Work task ->
The entries are to be written out again with no differences.

Extracted material ->
use time::OffsetDateTime;

#[derive(Debug, Clone, PartialEq, Eq)]
pub struct Driver {
    pub id: String,
    pub name: String,
    /// National driving licence number, 11 digits.
    pub license_number: String,
    /// Licence category, `A` through `E`.
    pub license_category: String,
}

#[derive(Debug, Clone, PartialEq, Eq)]
pub struct NewDriver {
    pub name: String,
    pub license_number: String,
    pub license_category: String,
}

#[derive(Debug, Clone, PartialEq, Eq)]
pub struct Bus {
    pub id: String,
    pub model: String,
    /// Plate in `ABC-1234` form.
    pub plate: String,
    pub capacity: i32,
}

#[derive(Debug, Clone, PartialEq, Eq)]
pub struct NewBus {
    pub model: String,
    pub plate: String,
    pub capacity: i32,
}

#[derive(Debug, Clone, PartialEq, Eq)]
pub struct Passenger {
    pub id: String,
    pub name: String,
    /// Taxpayer number, 11 digits.
    pub cpf: String,
    pub email: String,
}

#[derive(Debug, Clone, PartialEq, Eq)]
pub struct NewPassenger {
    pub name: String,
    pub cpf: String,
    pub email: String,
}

#[derive(Debug, Clone, PartialEq, Eq)]
pub struct Trip {
    pub id: String,
    pub origin: String,
    pub destination: String,
    pub departure_at: OffsetDateTime,
    pub bus_id: String,
    pub driver_id: String,
}

#[derive(Debug, Clone, PartialEq, Eq)]
pub struct NewTrip {
    pub origin: String,
    pub destination: String,
    pub departure_at: OffsetDateTime,
    pub bus_id: String,
    pub driver_id: String,
}

#[derive(Debug, Clone, PartialEq, Eq)]
pub struct Booking {
    pub id: String,
    pub passenger_id: String,
    pub trip_id: String,
    /// Travel date chosen by the client; always in the future when accepted.
    pub booked_at: OffsetDateTime,
    pub seat: i32,
}

#[derive(Debug, Clone, PartialEq, Eq)]
pub struct NewBooking {
    pub passenger_id: String,
    pub trip_id: String,
    pub booked_at: OffsetDateTime,
    pub seat: i32,
}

Answer to this task ->
use time::OffsetDateTime;

#[derive(Debug, Clone, PartialEq, Eq)]
pub struct Driver {
    pub id: String,
    pub name: String,
    /// National driving licence number, 11 digits.
    pub license_number: String,
    /// Licence category, `A` through `E`.
    pub license_category: String,
}

#[derive(Debug, Clone, PartialEq, Eq)]
pub struct NewDriver {
    pub name: String,
    pub license_number: String,
    pub license_category: String,
}

#[derive(Debug, Clone, PartialEq, Eq)]
pub struct Bus {
    pub id: String,
    pub model: String,
    /// Plate in `ABC-1234` form.
    pub plate: String,
    pub capacity: i32,
}

#[derive(Debug, Clone, PartialEq, Eq)]
pub struct NewBus {
    pub model: String,
    pub plate: String,
    pub capacity: i32,
}

#[derive(Debug, Clone, PartialEq, Eq)]
pub struct Passenger {
    pub id: String,
    pub name: String,
    /// Taxpayer number, 11 digits.
    pub cpf: String,
    pub email: String,
}

#[derive(Debug, Clone, PartialEq, Eq)]
pub struct NewPassenger {
    pub name: String,
    pub cpf: String,
    pub email: String,
}

#[derive(Debug, Clone, PartialEq, Eq)]
pub struct Trip {
    pub id: String,
    pub origin: String,
    pub destination: String,
    pub departure_at: OffsetDateTime,
    pub bus_id: String,
    pub driver_id: String,
}

#[derive(Debug, Clone, PartialEq, Eq)]
pub struct NewTrip {
    pub origin: String,
    pub destination: String,
    pub departure_at: OffsetDateTime,
    pub bus_id: String,
    pub driver_id: String,
}

#[derive(Debug, Clone, PartialEq, Eq)]
pub struct Booking {
    pub id: String,
    pub passenger_id: String,
    pub trip_id: String,
    /// Travel date chosen by the client; always in the future when accepted.
    pub booked_at: OffsetDateTime,
    pub seat: i32,
}

#[derive(Debug, Clone, PartialEq, Eq)]
pub struct NewBooking {
    pub passenger_id: String,
    pub trip_id: String,
    pub booked_at: OffsetDateTime,
    pub seat: i32,
}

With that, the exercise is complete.